## TASK DESCRIPTION
When you output the entries, begin with the first line and end with the line containing "Fat Table Parsing", keeping each line exactly as it is.

[Saved data entries]
────────

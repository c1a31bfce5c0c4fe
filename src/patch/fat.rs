//! FAT (universal) binary dispatch.
//!
//! A universal binary is a big-endian arch table followed by per-architecture
//! Mach-O slices. The dispatcher validates the table, runs the single-slice
//! pipeline over every slice, and reassembles the container only after every
//! slice has succeeded, so a failing slice can never leave a partially
//! patched file.

use tracing::debug;
use zerocopy::{FromBytes, IntoBytes};

use super::inserter::insert_into_slice;
use super::{LoadKind, PatchReport, SliceOutcome, SliceReport};
use crate::error::{Error, Result};
use crate::macho::*;
use crate::util::{align_up, Endian};

// =============================================================================
// Fat Table Parsing
// =============================================================================

/// Parses and validates the fat arch table.
///
/// Entries are returned with native-order fields. Validation enforces the
/// container invariants: every slice lies within the file and no two slices
/// overlap.
fn parse_fat_arches(data: &[u8], endian: Endian) -> Result<Vec<FatArch>> {
    if data.len() < FatHeader::SIZE {
        return Err(Error::buffer_too_small(FatHeader::SIZE, data.len()));
    }
    let mut header = FatHeader::read_from_prefix(data)
        .map_err(|_| Error::buffer_too_small(FatHeader::SIZE, data.len()))?
        .0;
    if endian == Endian::Big {
        header.magic = header.magic.swap_bytes();
        header.nfat_arch = header.nfat_arch.swap_bytes();
    }
    if header.nfat_arch == 0 {
        return Err(Error::EmptyFatBinary);
    }

    let table_end = FatHeader::SIZE + header.nfat_arch as usize * FatArch::SIZE;
    if table_end > data.len() {
        return Err(Error::buffer_too_small(table_end, data.len()));
    }

    let mut arches = Vec::with_capacity(header.nfat_arch as usize);
    for i in 0..header.nfat_arch as usize {
        let at = FatHeader::SIZE + i * FatArch::SIZE;
        let mut arch = FatArch::read_from_prefix(&data[at..])
            .map_err(|_| Error::buffer_too_small(at + FatArch::SIZE, data.len()))?
            .0;
        if endian == Endian::Big {
            arch.swap_fields();
        }

        let end = arch.offset as u64 + arch.size as u64;
        if end > data.len() as u64 {
            return Err(Error::SliceOutOfBounds {
                offset: arch.offset as u64,
                size: arch.size as u64,
                file_size: data.len() as u64,
            });
        }
        arches.push(arch);
    }

    let mut spans: Vec<(u64, u64)> = arches
        .iter()
        .map(|a| (a.offset as u64, a.offset as u64 + a.size as u64))
        .collect();
    spans.sort_unstable();
    for pair in spans.windows(2) {
        if pair[1].0 < pair[0].1 {
            return Err(Error::OverlappingSlices {
                first: pair[0].0,
                second: pair[1].0,
            });
        }
    }

    Ok(arches)
}

// =============================================================================
// Presence Check
// =============================================================================

/// Returns true if at least one slice of the image carries the install name.
///
/// Read-only: works directly on the borrowed bytes. Malformed input is an
/// error, never `false`.
pub fn image_has_install_name(data: &[u8], install_name: &[u8]) -> Result<bool> {
    match classify(data)? {
        Magic::Mach { .. } => SliceView::parse(data)?.has_install_name(install_name),
        Magic::Fat { endian } => {
            for arch in parse_fat_arches(data, endian)? {
                let start = arch.offset as usize;
                let end = start + arch.size as usize;
                let view = SliceView::parse(&data[start..end])?;
                if view.has_install_name(install_name)? {
                    return Ok(true);
                }
            }
            Ok(false)
        }
    }
}

// =============================================================================
// Patching
// =============================================================================

/// Runs the insertion pipeline over every slice of an image.
///
/// Returns the patched image and a per-slice report. The input is never
/// mutated; when no slice changes, the returned buffer is byte-identical to
/// the input. All-or-nothing: the first failing slice aborts with an error
/// and nothing is returned.
pub fn patch_image(
    data: &[u8],
    install_name: &[u8],
    kind: LoadKind,
) -> Result<(Vec<u8>, PatchReport)> {
    match classify(data)? {
        Magic::Mach { .. } => {
            let mut slice = data.to_vec();
            let outcome = insert_into_slice(&mut slice, install_name, kind)?;
            let arch = SliceView::parse(&slice)?.header.arch_name();
            Ok((
                slice,
                PatchReport {
                    slices: vec![SliceReport { arch, outcome }],
                },
            ))
        }
        Magic::Fat { endian } => {
            let arches = parse_fat_arches(data, endian)?;
            debug!(slices = arches.len(), "patching universal binary");

            let mut patched: Vec<Vec<u8>> = Vec::with_capacity(arches.len());
            let mut reports = Vec::with_capacity(arches.len());
            for arch in &arches {
                let start = arch.offset as usize;
                let end = start + arch.size as usize;
                let mut slice = data[start..end].to_vec();
                let outcome = insert_into_slice(&mut slice, install_name, kind)?;
                let name = SliceView::parse(&slice)?.header.arch_name();
                reports.push(SliceReport {
                    arch: name,
                    outcome,
                });
                patched.push(slice);
            }

            let report = PatchReport { slices: reports };
            let grew = patched
                .iter()
                .zip(&arches)
                .any(|(slice, arch)| slice.len() != arch.size as usize);

            let output = if !report.changed() {
                data.to_vec()
            } else if !grew {
                // Every insert fit into header padding: overwrite each slice
                // at its original position and leave the rest of the
                // container untouched.
                let mut output = data.to_vec();
                for (slice, arch) in patched.iter().zip(&arches) {
                    let start = arch.offset as usize;
                    output[start..start + slice.len()].copy_from_slice(slice);
                }
                output
            } else {
                reassemble_fat(&arches, &patched, endian)?
            };

            Ok((output, report))
        }
    }
}

/// Rebuilds a fat container around resized slices.
///
/// Slice order is preserved and each slice is placed at the next boundary
/// satisfying its declared alignment; the arch table is rewritten with the
/// new offsets and sizes.
fn reassemble_fat(arches: &[FatArch], slices: &[Vec<u8>], endian: Endian) -> Result<Vec<u8>> {
    let table_end = FatHeader::SIZE + arches.len() * FatArch::SIZE;

    let mut placements = Vec::with_capacity(slices.len());
    let mut cursor = table_end as u64;
    for (arch, slice) in arches.iter().zip(slices) {
        cursor = align_up(cursor, 1u64 << arch.align);
        if cursor + slice.len() as u64 > u32::MAX as u64 {
            return Err(Error::InsufficientSpace {
                needed: (cursor + slice.len() as u64) as usize,
                available: u32::MAX as usize,
            });
        }
        placements.push((cursor as u32, slice.len() as u32));
        cursor += slice.len() as u64;
    }

    let mut output = vec![0u8; cursor as usize];

    let mut header = FatHeader {
        magic: FAT_MAGIC,
        nfat_arch: arches.len() as u32,
    };
    if endian == Endian::Big {
        header.magic = header.magic.swap_bytes();
        header.nfat_arch = header.nfat_arch.swap_bytes();
    }
    output[..FatHeader::SIZE].copy_from_slice(header.as_bytes());

    for (i, (arch, &(offset, size))) in arches.iter().zip(&placements).enumerate() {
        let mut entry = FatArch {
            cputype: arch.cputype,
            cpusubtype: arch.cpusubtype,
            offset,
            size,
            align: arch.align,
        };
        if endian == Endian::Big {
            entry.swap_fields();
        }
        let at = FatHeader::SIZE + i * FatArch::SIZE;
        output[at..at + FatArch::SIZE].copy_from_slice(entry.as_bytes());
    }

    for (slice, &(offset, _)) in slices.iter().zip(&placements) {
        output[offset as usize..offset as usize + slice.len()].copy_from_slice(slice);
    }

    Ok(output)
}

────────

## TASK ANSWER
repository c1a31bfce5c0c4fe
filename src/patch/fat.rs
//! FAT (universal) binary dispatch.
//!
//! A universal binary is a big-endian arch table followed by per-architecture
//! Mach-O slices. The dispatcher validates the table, runs the single-slice
//! pipeline over every slice, and reassembles the container only after every
//! slice has succeeded, so a failing slice can never leave a partially
//! patched file.

use tracing::debug;
use zerocopy::{FromBytes, IntoBytes};

use super::inserter::insert_into_slice;
use super::{LoadKind, PatchReport, SliceOutcome, SliceReport};
use crate::error::{Error, Result};
use crate::macho::*;
use crate::util::{align_up, Endian};

// =============================================================================
// Fat Table Parsing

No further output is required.